*** Opening of Task input ***

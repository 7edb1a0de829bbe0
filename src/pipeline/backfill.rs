//! Date-range backfill
//!
//! Aggregation is the expensive, date-independent stage, so it runs for
//! several dates at once behind a semaphore. Baselines for a date read the
//! aggregates of earlier dates, so baselines and detection run afterwards,
//! strictly in date order.

use super::engine::{DateReport, PipelineEngine};
use crate::aggregator_core::AggregateOutput;
use crate::error::{PipelineError, Result};
use chrono::{Datelike, Duration, NaiveDate, Weekday};
use std::sync::Arc;
use tokio::sync::Semaphore;
use tokio::task::JoinHandle;

/// Monday through Friday; exchange holidays are not modelled
pub fn is_weekday(date: NaiveDate) -> bool {
    !matches!(date.weekday(), Weekday::Sat | Weekday::Sun)
}

/// Weekdays in `[start, end]`, oldest first
pub fn weekdays_between(start: NaiveDate, end: NaiveDate) -> Vec<NaiveDate> {
    let mut dates = Vec::new();
    let mut current = start;
    while current <= end {
        if is_weekday(current) {
            dates.push(current);
        }
        current += Duration::days(1);
    }
    dates
}

#[derive(Debug, Clone, Default)]
pub struct BackfillSummary {
    pub reports: Vec<DateReport>,
}

impl BackfillSummary {
    pub fn succeeded(&self) -> usize {
        self.reports.iter().filter(|r| r.is_ok()).count()
    }

    pub fn failed(&self) -> usize {
        self.reports.len() - self.succeeded()
    }

    pub fn total_anomalies(&self) -> usize {
        self.reports.iter().map(|r| r.anomalies).sum()
    }
}

/// Process every weekday in `[start, end]`
///
/// A failed date is recorded in its report and does not stop the range.
pub async fn backfill(engine: Arc<PipelineEngine>, start: NaiveDate, end: NaiveDate) -> BackfillSummary {
    let dates = weekdays_between(start, end);
    if dates.is_empty() {
        log::warn!("⚠️  No weekdays between {} and {}", start, end);
        return BackfillSummary::default();
    }

    let concurrency = engine.config().backfill_concurrency.max(1);
    log::info!(
        "🚀 Backfilling {} dates ({} → {}), {} concurrent aggregations",
        dates.len(),
        start,
        end,
        concurrency
    );

    let semaphore = Arc::new(Semaphore::new(concurrency));
    let handles: Vec<(NaiveDate, JoinHandle<Result<AggregateOutput>>)> = dates
        .iter()
        .map(|&date| {
            let engine = Arc::clone(&engine);
            let semaphore = Arc::clone(&semaphore);
            let handle = tokio::spawn(async move {
                let _permit = semaphore
                    .acquire_owned()
                    .await
                    .map_err(|e| PipelineError::Worker(e.to_string()))?;
                engine.aggregate(date).await
            });
            (date, handle)
        })
        .collect();

    let mut summary = BackfillSummary::default();
    for (date, handle) in handles {
        let aggregated = match handle.await {
            Ok(result) => result,
            Err(e) => Err(PipelineError::Worker(e.to_string())),
        };

        let report = match aggregated {
            Ok(output) => {
                let finished = engine
                    .finish_date(date, &output.stats, output.aggregates.len())
                    .await;
                finished.unwrap_or_else(|e| failed(date, e))
            }
            Err(e) => failed(date, e),
        };
        summary.reports.push(report);
    }

    log::info!(
        "🏁 Backfill complete: {} ok, {} failed, {} anomalies",
        summary.succeeded(),
        summary.failed(),
        summary.total_anomalies()
    );
    summary
}

fn failed(date: NaiveDate, err: PipelineError) -> DateReport {
    log::error!("❌ {} failed: {} (retryable: {})", date, err, err.is_retryable());
    DateReport::failed(date, &err)
}
//! Aggregator Core - flat file to daily bar reduction
//!
//! # Architecture
//!
//! ```text
//! FlatFileSource (local mirror | HTTP | S3)
//!     ↓ gzip byte stream
//! TradeAggregator (MultiGzDecoder → csv::Reader → row batches)
//!     ↓ parallel fold per wave (normalizer + TradeFilter)
//! BarAccumulator merge in file order
//!     ↓
//! HashMap<ticker, DailyAggregate>
//! ```

pub mod accumulator;
pub mod aggregator;
pub mod normalizer;
pub mod s3;
pub mod source;

pub use accumulator::BarAccumulator;
pub use aggregator::{AggregateOutput, AggregateStats, TradeAggregator};
pub use normalizer::{is_dark_pool, TradeRecord, TRF_EXCHANGE_ID};
pub use s3::S3FlatFiles;
pub use source::{FlatFileSource, HttpFlatFiles, LocalFlatFiles, SourceStream};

*** Close of Task input ***

Every line above that holds "aggregated" should be copied out.

_Task result_:
        let aggregated = match handle.await {
        let report = match aggregated {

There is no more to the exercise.